▶ [Exercise instructions]: For the string "params", search the entries below and copy every line where it appears.

Saved data entries

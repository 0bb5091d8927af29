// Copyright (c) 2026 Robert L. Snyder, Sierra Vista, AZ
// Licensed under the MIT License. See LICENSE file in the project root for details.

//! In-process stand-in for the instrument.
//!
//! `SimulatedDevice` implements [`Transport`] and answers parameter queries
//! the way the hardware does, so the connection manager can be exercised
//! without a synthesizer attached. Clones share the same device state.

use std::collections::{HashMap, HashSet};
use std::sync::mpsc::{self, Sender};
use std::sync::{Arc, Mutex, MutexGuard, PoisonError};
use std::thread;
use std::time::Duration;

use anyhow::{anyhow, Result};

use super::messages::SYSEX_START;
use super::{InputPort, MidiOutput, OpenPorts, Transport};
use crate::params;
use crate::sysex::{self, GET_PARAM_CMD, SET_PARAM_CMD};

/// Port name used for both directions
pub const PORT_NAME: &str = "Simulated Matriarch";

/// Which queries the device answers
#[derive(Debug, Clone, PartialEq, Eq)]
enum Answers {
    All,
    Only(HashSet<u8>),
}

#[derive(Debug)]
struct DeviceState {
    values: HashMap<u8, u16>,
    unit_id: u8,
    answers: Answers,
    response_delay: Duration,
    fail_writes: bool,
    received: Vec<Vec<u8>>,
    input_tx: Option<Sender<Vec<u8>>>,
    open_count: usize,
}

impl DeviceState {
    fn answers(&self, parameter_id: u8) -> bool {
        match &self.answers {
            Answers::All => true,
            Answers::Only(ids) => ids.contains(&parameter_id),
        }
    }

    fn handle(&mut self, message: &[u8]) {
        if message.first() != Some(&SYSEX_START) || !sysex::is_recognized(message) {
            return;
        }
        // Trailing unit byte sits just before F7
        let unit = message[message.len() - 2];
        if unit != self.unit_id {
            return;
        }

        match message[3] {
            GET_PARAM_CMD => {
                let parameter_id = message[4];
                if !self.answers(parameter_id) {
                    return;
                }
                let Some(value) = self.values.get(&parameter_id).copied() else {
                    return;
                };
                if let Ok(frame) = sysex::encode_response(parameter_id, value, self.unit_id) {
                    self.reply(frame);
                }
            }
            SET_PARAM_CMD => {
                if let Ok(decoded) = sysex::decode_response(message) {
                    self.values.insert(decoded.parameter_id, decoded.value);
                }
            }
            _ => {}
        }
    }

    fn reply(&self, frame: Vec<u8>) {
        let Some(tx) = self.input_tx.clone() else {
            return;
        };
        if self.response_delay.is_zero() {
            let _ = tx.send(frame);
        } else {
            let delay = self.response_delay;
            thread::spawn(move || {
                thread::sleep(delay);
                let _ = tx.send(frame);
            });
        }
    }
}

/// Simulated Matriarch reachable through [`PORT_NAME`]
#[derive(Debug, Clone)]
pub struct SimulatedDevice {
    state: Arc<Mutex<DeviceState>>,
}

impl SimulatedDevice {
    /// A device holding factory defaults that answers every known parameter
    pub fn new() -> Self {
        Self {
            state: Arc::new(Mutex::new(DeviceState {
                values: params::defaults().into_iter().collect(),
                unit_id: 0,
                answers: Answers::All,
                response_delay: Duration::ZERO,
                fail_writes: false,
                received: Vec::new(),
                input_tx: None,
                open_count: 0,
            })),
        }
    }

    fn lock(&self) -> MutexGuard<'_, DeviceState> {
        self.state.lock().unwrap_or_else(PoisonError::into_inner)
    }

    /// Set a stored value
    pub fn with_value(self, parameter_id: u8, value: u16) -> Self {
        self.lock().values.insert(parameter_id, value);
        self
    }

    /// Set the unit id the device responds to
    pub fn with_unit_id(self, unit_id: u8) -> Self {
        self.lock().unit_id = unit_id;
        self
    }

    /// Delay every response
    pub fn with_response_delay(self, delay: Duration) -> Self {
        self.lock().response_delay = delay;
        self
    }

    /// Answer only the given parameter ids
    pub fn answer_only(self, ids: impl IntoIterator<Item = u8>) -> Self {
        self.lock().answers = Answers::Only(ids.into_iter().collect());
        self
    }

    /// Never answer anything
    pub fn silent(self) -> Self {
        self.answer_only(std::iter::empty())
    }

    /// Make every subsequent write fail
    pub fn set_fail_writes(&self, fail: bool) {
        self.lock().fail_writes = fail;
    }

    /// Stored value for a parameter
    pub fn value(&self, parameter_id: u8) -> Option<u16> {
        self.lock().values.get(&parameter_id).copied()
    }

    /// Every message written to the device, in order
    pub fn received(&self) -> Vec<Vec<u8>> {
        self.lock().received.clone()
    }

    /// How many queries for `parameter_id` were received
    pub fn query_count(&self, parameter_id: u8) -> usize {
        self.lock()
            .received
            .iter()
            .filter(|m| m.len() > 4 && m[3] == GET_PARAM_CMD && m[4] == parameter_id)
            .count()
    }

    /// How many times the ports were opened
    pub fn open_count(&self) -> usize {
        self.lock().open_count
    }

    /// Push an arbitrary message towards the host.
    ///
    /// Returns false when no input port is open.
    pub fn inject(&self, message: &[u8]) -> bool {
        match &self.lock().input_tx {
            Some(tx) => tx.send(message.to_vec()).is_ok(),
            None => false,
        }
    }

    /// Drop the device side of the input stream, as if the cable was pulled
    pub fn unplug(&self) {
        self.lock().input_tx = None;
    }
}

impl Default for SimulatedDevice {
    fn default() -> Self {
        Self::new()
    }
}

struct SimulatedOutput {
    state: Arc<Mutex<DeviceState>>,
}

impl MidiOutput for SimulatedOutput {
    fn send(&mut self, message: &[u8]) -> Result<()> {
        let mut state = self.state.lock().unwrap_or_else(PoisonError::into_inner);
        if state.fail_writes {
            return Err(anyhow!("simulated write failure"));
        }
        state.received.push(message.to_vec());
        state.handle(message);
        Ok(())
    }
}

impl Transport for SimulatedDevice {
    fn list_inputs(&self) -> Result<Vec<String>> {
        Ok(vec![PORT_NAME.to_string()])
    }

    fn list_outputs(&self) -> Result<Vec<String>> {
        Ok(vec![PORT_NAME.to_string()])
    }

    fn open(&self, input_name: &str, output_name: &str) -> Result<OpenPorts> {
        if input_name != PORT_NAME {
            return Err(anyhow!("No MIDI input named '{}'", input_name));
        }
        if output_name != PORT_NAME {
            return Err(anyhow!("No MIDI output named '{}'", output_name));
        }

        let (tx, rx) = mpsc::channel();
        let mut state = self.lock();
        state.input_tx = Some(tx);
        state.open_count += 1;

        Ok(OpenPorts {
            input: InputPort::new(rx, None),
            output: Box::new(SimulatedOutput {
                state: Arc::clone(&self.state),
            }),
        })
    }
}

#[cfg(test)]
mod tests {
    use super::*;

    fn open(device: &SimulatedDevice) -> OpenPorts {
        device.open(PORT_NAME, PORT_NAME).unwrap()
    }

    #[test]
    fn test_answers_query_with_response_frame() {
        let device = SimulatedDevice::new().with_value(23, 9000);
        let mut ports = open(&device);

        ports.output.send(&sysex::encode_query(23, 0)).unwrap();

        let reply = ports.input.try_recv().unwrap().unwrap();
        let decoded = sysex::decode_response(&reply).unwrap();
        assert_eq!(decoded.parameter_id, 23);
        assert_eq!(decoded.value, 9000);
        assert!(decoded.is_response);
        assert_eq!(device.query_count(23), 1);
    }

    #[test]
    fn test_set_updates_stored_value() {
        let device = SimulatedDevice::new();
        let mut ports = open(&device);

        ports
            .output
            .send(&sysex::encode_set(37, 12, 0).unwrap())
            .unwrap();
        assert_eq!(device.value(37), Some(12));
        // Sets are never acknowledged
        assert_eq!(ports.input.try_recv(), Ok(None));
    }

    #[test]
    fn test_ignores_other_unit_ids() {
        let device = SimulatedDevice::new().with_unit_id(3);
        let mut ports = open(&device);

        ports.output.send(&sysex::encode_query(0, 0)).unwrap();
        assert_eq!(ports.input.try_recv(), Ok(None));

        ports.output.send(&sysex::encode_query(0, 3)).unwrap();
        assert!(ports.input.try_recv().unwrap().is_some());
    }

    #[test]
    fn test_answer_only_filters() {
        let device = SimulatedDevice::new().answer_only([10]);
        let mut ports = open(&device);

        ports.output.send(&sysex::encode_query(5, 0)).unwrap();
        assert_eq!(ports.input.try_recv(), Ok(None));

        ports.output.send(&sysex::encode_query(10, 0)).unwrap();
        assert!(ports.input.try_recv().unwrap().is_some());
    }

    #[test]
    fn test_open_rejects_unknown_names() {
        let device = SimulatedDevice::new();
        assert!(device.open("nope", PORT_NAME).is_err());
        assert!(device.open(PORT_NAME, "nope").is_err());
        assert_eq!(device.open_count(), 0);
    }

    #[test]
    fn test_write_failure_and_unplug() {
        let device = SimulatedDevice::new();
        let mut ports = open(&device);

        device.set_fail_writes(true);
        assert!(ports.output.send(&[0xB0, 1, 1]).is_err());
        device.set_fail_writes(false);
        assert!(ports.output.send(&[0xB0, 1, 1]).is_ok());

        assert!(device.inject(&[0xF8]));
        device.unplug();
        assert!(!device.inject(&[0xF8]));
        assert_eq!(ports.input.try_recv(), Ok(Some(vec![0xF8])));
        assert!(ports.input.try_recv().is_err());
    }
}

* * *

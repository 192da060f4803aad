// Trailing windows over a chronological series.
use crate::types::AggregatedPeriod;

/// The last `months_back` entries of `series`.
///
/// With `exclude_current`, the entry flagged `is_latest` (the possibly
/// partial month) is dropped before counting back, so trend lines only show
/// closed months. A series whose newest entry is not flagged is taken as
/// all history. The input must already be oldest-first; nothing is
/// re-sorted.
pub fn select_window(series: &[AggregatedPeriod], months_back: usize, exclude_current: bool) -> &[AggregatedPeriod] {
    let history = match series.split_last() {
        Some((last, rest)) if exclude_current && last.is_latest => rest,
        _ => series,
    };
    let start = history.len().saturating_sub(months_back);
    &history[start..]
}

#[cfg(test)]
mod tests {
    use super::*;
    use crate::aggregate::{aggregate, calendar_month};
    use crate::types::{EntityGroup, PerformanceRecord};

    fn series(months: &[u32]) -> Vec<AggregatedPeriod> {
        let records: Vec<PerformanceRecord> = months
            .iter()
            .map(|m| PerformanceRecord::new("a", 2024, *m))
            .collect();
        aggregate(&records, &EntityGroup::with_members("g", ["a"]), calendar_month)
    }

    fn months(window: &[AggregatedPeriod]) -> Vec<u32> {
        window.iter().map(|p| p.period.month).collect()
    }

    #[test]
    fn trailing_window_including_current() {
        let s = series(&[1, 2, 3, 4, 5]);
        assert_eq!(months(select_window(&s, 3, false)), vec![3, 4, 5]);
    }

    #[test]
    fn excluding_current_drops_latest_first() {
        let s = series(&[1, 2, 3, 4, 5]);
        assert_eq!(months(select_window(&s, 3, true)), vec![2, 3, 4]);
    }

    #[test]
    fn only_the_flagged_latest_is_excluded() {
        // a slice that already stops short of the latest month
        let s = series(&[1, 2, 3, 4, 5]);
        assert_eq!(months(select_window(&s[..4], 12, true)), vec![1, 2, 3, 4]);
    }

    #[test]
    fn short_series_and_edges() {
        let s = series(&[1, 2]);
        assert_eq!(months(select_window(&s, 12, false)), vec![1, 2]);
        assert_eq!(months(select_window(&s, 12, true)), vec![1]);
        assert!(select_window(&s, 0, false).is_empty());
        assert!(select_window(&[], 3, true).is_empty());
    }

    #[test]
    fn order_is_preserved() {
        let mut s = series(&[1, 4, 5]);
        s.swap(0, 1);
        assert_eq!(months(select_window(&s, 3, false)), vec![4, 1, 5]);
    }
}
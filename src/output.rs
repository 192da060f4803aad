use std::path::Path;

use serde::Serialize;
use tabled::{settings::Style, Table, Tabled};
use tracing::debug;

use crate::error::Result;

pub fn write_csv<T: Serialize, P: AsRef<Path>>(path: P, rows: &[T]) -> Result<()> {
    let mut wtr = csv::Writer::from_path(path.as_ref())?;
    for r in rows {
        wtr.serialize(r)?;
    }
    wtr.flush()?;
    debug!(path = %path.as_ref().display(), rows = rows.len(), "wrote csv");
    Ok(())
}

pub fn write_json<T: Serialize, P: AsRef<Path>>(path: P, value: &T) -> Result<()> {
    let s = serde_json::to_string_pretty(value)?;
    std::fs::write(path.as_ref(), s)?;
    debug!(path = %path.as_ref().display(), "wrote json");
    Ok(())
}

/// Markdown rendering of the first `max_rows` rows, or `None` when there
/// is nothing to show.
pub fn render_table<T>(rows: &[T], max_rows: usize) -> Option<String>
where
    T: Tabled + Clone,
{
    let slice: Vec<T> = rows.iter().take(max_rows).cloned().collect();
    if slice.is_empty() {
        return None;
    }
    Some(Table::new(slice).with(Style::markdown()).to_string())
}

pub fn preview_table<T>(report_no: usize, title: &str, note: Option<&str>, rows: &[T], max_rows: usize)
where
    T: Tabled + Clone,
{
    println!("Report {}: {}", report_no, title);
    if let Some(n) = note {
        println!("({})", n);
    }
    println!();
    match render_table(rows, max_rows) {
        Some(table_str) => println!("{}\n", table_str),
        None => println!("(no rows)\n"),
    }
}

▶ [Problem solution]:
use crate::params;
                values: params::defaults().into_iter().collect(),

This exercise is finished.